In case some existing plugins partly cover your needs, we encourage you to contribute directly to these plugins rather than starting new ones from scratch. Profusion of plugins is good, profusion of plugins doing the same thing or so is not as good (smile)

What does this mean? Well, two things:

  1. That plugin maintainers should do their best to welcome contributions on their plugins (see below);
  2. That people with specific needs should try to work on existing plugins preferably to creating brand new ones, when applicable, of course (see below).

What if my idea seems unique?

Even if, having read the sections below, you believe that you have a unique need to write a plugin, consider the following:

  1. Search the plugin list here or inside Jenkins for something that could potentially be similar
  2. Search the list of plugin repositories for something possibly similar
  3. Search Google for people discussing similar ideas; perhaps there's a plugin not published in the update centre that someone could share
  4. Search the users' and developers' mailing list archives for similar ideas
  5. Talk to us! Many people start writing plugins, then ask us for hosting, only to find out that there was another plugin they had missed; or we may be able to recommend a good approach to use when writing your plugin.
    Get in touch via the jenkinsci-dev mailing list, or stop by IRC

Plugin maintainers: Welcome changes from contributors!

Maintainers, have you read the two following sections in Hosting Plugins?

These two sections are really important as they allow potential contributors to quickly have an access to your plugin's source code and documentation in order to contribute to it.
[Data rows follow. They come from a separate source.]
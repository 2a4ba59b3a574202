#[path = "mod_builder.rs"]
mod builder_tests;
#[path = "mod_raw.rs"]
mod raw_tests;
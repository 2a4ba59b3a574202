//! Job postings: the validated model, geocoding, and the service that answers
//! list, lookup, radius and stats requests.

mod geocoder;
mod model;
mod service;
mod stats;

pub use geocoder::{GeoPlace, Geocoder, StaticGeocoder};
pub use model::{
    DEFAULT_OPEN_DAYS, Education, Experience, Industry, JOB_SCHEMA, Job, JobType, Location, NewJob,
    TITLE_MAX_CHARS, is_valid_email, slugify,
};
pub use service::{JOBS_COLLECTION, JobRecord, JobService, TEXT_FIELDS};
pub use stats::{TopicStats, group_by_experience};
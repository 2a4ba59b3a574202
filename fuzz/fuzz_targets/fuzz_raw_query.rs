#![no_main]
use jobboard::collection::Collection;
use jobboard::jobs::JOB_SCHEMA;
use jobboard::query::{QueryBuilder, QueryDescriptor, RawQuery};
use libfuzzer_sys::fuzz_target;
use std::sync::Arc;

fuzz_target!(|data: &[u8]| {
    if data.len() > 8192 { return; }
    if let Ok(s) = std::str::from_utf8(data) {
        // Parsing and every builder stage must not panic on any query string
        let col = Arc::new(Collection::new("jobs".into(), None));
        let mut qb = QueryBuilder::new(QueryDescriptor::find(col), RawQuery::parse(s)).with_schema(&JOB_SCHEMA);
        if qb.filter().is_ok() {
            qb.sort().limit_fields().search_by_query().pagination(10);
        }
    }
});
// Shared fixtures: a fixed geocoder and a handful of postings spread over three cities.
use jobboard::engine::Engine;
use jobboard::jobs::{GeoPlace, JobRecord, JobService, NewJob, StaticGeocoder};
use serde_json::json;

fn place(lat: f64, lng: f64, city: &str, state: &str, zip: &str) -> GeoPlace {
    GeoPlace {
        latitude: lat,
        longitude: lng,
        formatted_address: format!("{city}, {state} {zip}"),
        city: city.into(),
        state: state.into(),
        zipcode: zip.into(),
        country: "US".into(),
    }
}

pub fn geocoder() -> StaticGeocoder {
    StaticGeocoder::new()
        .with_place("1 Beacon St, Boston", place(42.3588, -71.0638, "Boston", "MA", "02108"))
        .with_place("2 Kendall Sq, Cambridge", place(42.3656, -71.0860, "Cambridge", "MA", "02142"))
        .with_place("3 Broadway, New York", place(40.7075, -74.0113, "New York", "NY", "10004"))
        .with_place("02108", place(42.3588, -71.0638, "Boston", "MA", "02108"))
        .with_place("10004", place(40.7075, -74.0113, "New York", "NY", "10004"))
}

pub fn service(page_size: usize) -> JobService {
    JobService::new(&Engine::in_memory(), Box::new(geocoder()), page_size).unwrap()
}

pub struct Posting {
    pub title: &'static str,
    pub description: &'static str,
    pub address: &'static str,
    pub industry: &'static str,
    pub job_type: &'static str,
    pub experience: &'static str,
    pub salary: i64,
    pub positions: i64,
    pub day: u32,
}

pub const POSTINGS: [Posting; 5] = [
    Posting {
        title: "Rust Backend Engineer",
        description: "Build Rust services",
        address: "1 Beacon St, Boston",
        industry: "Information Technology",
        job_type: "Permanent",
        experience: "5 Years+",
        salary: 120_000,
        positions: 2,
        day: 1,
    },
    Posting {
        title: "Node Developer",
        description: "Node and React front to back",
        address: "2 Kendall Sq, Cambridge",
        industry: "Information Technology",
        job_type: "Permanent",
        experience: "2 Year - 5 Years",
        salary: 90_000,
        positions: 1,
        day: 2,
    },
    Posting {
        title: "Bank Teller",
        description: "Customer service at the branch",
        address: "3 Broadway, New York",
        industry: "Banking",
        job_type: "Temporary",
        experience: "No Experience",
        salary: 40_000,
        positions: 3,
        day: 3,
    },
    Posting {
        title: "Rust Intern",
        description: "Learn Rust and systems programming",
        address: "2 Kendall Sq, Cambridge",
        industry: "Information Technology",
        job_type: "Internship",
        experience: "No Experience",
        salary: 30_000,
        positions: 1,
        day: 4,
    },
    Posting {
        title: "Data Analyst",
        description: "SQL reporting for the business",
        address: "3 Broadway, New York",
        industry: "Business",
        job_type: "Permanent",
        experience: "1 Year - 2 Years",
        salary: 75_000,
        positions: 1,
        day: 5,
    },
];

pub fn draft(p: &Posting) -> NewJob {
    serde_json::from_value(json!({
        "title": p.title,
        "description": p.description,
        "email": "jobs@example.com",
        "address": p.address,
        "company": "Example Corp",
        "industry": [p.industry],
        "jobType": p.job_type,
        "minEducation": "Bachelors",
        "positions": p.positions,
        "experience": p.experience,
        "salary": p.salary,
        "postingDate": format!("2024-03-{:02}T00:00:00Z", p.day),
    }))
    .unwrap()
}

/// A service holding every posting in [`POSTINGS`], created in order.
pub fn seeded(page_size: usize) -> (JobService, Vec<JobRecord>) {
    let s = service(page_size);
    let records = POSTINGS.iter().map(|p| s.create_job(draft(p)).unwrap()).collect();
    (s, records)
}

pub fn titles(records: &[JobRecord]) -> Vec<String> {
    records.iter().map(|r| r.data.get_str("title").unwrap_or_default().to_string()).collect()
}
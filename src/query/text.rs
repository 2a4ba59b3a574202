use bson::{Bson, Document as BsonDocument};
use std::collections::HashSet;

use super::eval::get_path;

/// Lowercased alphanumeric words.
pub fn tokenize(s: &str) -> impl Iterator<Item = String> + '_ {
    s.split(|c: char| !c.is_alphanumeric()).filter(|w| !w.is_empty()).map(str::to_lowercase)
}

/// Search terms split into wanted and `-negated` words.
#[derive(Debug, Default, PartialEq, Eq)]
pub struct TextTerms {
    pub positive: Vec<String>,
    pub negated: Vec<String>,
}

#[must_use]
pub fn parse_terms(search: &str) -> TextTerms {
    let mut terms = TextTerms::default();
    for raw in search.split_whitespace() {
        match raw.strip_prefix('-') {
            Some(rest) => terms.negated.extend(tokenize(rest)),
            None => terms.positive.extend(tokenize(raw)),
        }
    }
    terms
}

fn collect_words(v: &Bson, out: &mut HashSet<String>) {
    match v {
        Bson::String(s) => out.extend(tokenize(s)),
        Bson::Array(items) => items.iter().for_each(|i| collect_words(i, out)),
        _ => {}
    }
}

/// True when any wanted word occurs in the indexed fields and no negated word does.
#[must_use]
pub fn text_matches(doc: &BsonDocument, fields: &[String], search: &str) -> bool {
    let terms = parse_terms(search);
    if terms.positive.is_empty() {
        return false;
    }
    let mut words = HashSet::new();
    for f in fields {
        if let Some(v) = get_path(doc, f) {
            collect_words(v, &mut words);
        }
    }
    terms.positive.iter().any(|t| words.contains(t)) && !terms.negated.iter().any(|t| words.contains(t))
}
use jobboard::collection::Collection;
use jobboard::errors::DbError;
use jobboard::query::{CmpOp, Filter, QueryBuilder, QueryDescriptor, RESERVED_KEYS, RawQuery, is_reserved};
use proptest::prelude::*;
use std::collections::BTreeMap;
use std::sync::Arc;

fn builder(raw: RawQuery) -> QueryBuilder {
    QueryBuilder::new(QueryDescriptor::find(Arc::new(Collection::new("jobs".into(), None))), raw)
}

fn field_name() -> impl Strategy<Value = String> {
    "[a-z][a-zA-Z0-9_.]{0,12}".prop_filter("reserved", |s| !is_reserved(s))
}

fn leaves(f: &Filter) -> Vec<&Filter> {
    match f {
        Filter::And(fs) => fs.iter().flat_map(leaves).collect(),
        Filter::True => vec![],
        other => vec![other],
    }
}

proptest! {
    #![proptest_config(ProptestConfig { cases: 64, .. ProptestConfig::default() })]

    #[test]
    fn every_plain_parameter_becomes_one_criterion(
        params in proptest::collection::btree_map(field_name(), "[A-Za-z0-9 ]{0,10}", 0..8)
    ) {
        let raw: RawQuery = params.iter().map(|(k, v)| (k.as_str(), v.as_str())).collect();
        let mut qb = builder(raw);
        qb.filter().unwrap();
        let paths: Vec<&str> = qb.descriptor().filter().paths();
        let expected: Vec<&str> = params.keys().map(String::as_str).collect();
        prop_assert_eq!(paths, expected);
        for leaf in leaves(qb.descriptor().filter()) {
            let is_eq = matches!(leaf, Filter::Cmp { op: CmpOp::Eq, .. });
            prop_assert!(is_eq);
        }
    }

    #[test]
    fn comparison_suffixes_never_become_equality(
        field in field_name(),
        ops in proptest::sample::subsequence(vec!["gt", "gte", "lt", "lte"], 1..=4),
        n in any::<i32>()
    ) {
        let raw: RawQuery = ops.iter().map(|op| (format!("{field}[{op}]"), n.to_string())).collect();
        let mut qb = builder(raw);
        qb.filter().unwrap();
        let leaves = leaves(qb.descriptor().filter());
        prop_assert_eq!(leaves.len(), ops.len());
        for leaf in leaves {
            let is_range = matches!(leaf, Filter::Cmp { op, path, .. } if *op != CmpOp::Eq && path == &field);
            prop_assert!(is_range);
        }
    }

    #[test]
    fn reserved_parameters_never_filter(
        picks in proptest::sample::subsequence(RESERVED_KEYS.to_vec(), 0..=5),
        suffix in proptest::option::of(prop_oneof![Just("gt"), Just("in"), Just("lte")]),
        value in "[a-z0-9,]{0,8}"
    ) {
        let raw: RawQuery = picks
            .iter()
            .map(|k| (suffix.map_or_else(|| (*k).to_string(), |s| format!("{k}[{s}]")), value.clone()))
            .collect();
        let mut qb = builder(raw);
        qb.filter().unwrap();
        prop_assert_eq!(qb.descriptor().filter(), &Filter::True);
    }

    #[test]
    fn pagination_skips_whole_pages(page in 1usize..10_000, per_page in 1usize..500) {
        let mut qb = builder(RawQuery::parse(&format!("page={page}")));
        qb.pagination(per_page);
        prop_assert_eq!(qb.descriptor().options().skip, Some((page - 1) * per_page));
        prop_assert_eq!(qb.descriptor().options().limit, Some(per_page));
    }

    #[test]
    fn arbitrary_query_strings_never_panic(qs in ".{0,64}") {
        let mut qb = builder(RawQuery::parse(&qs));
        match qb.filter() {
            Ok(_) | Err(DbError::MalformedQuery(_)) => {}
            Err(other) => prop_assert!(false, "unexpected error {other:?}"),
        }
        qb.sort().limit_fields().search_by_query().pagination(10);
        let sort_fields = qb.descriptor().options().sort.as_ref().map_or(0, Vec::len);
        prop_assert!(sort_fields >= 1);
    }
}

#[test]
fn field_names_round_trip_through_query_strings() {
    let mut expect = BTreeMap::new();
    expect.insert("location.city", "Boston");
    expect.insert("salary", "1000");
    let raw = RawQuery::parse("location.city=Boston&salary=1000");
    let got: BTreeMap<&str, &str> = raw.iter().map(|(k, v)| (k, v.first())).collect();
    assert_eq!(got, expect);
}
Apart from that, we also recommend applying the following best practices (if you see any other, please add them):

  • Document your code:
    Nothing special to say here, having documented code helps people contributing to it. Would you imagine writing a plugin without having Jenkins' javadoc? The same applies for your plugin (smile)
  • Clearly identify the license(s) which applies to your plugin:
    Licensing is really important when it comes to contributing code. As such, we encourage you to follow one or several of the following practices:
    (1) Add a license header at the top of each of your source code files;
    (2) Add a LICENSE file at the root of your Maven project;
    (3) Fill the <licenses> section of your POM.
    If nothing is defined, your code will be assumed to fall under the MIT license terms.
  • Welcome change:
    Well, nothing to say here also... Avoid the "NoDeByMe" (not developed by me) phobia. Jenkins would not be what it is today if it was reluctant to changes (smile)
  • Emphasize the fact that your plugin gets orphan:
    If you don't maintain your plugin anymore, emphasize it in the wiki. We're sure many people will be happy to take over for you.
  • Finally, answer e-mails:
    This principle actually goes along with welcoming changes. If somebody sends you a mail to contribute to your plugin, pay attention to it, and welcome it.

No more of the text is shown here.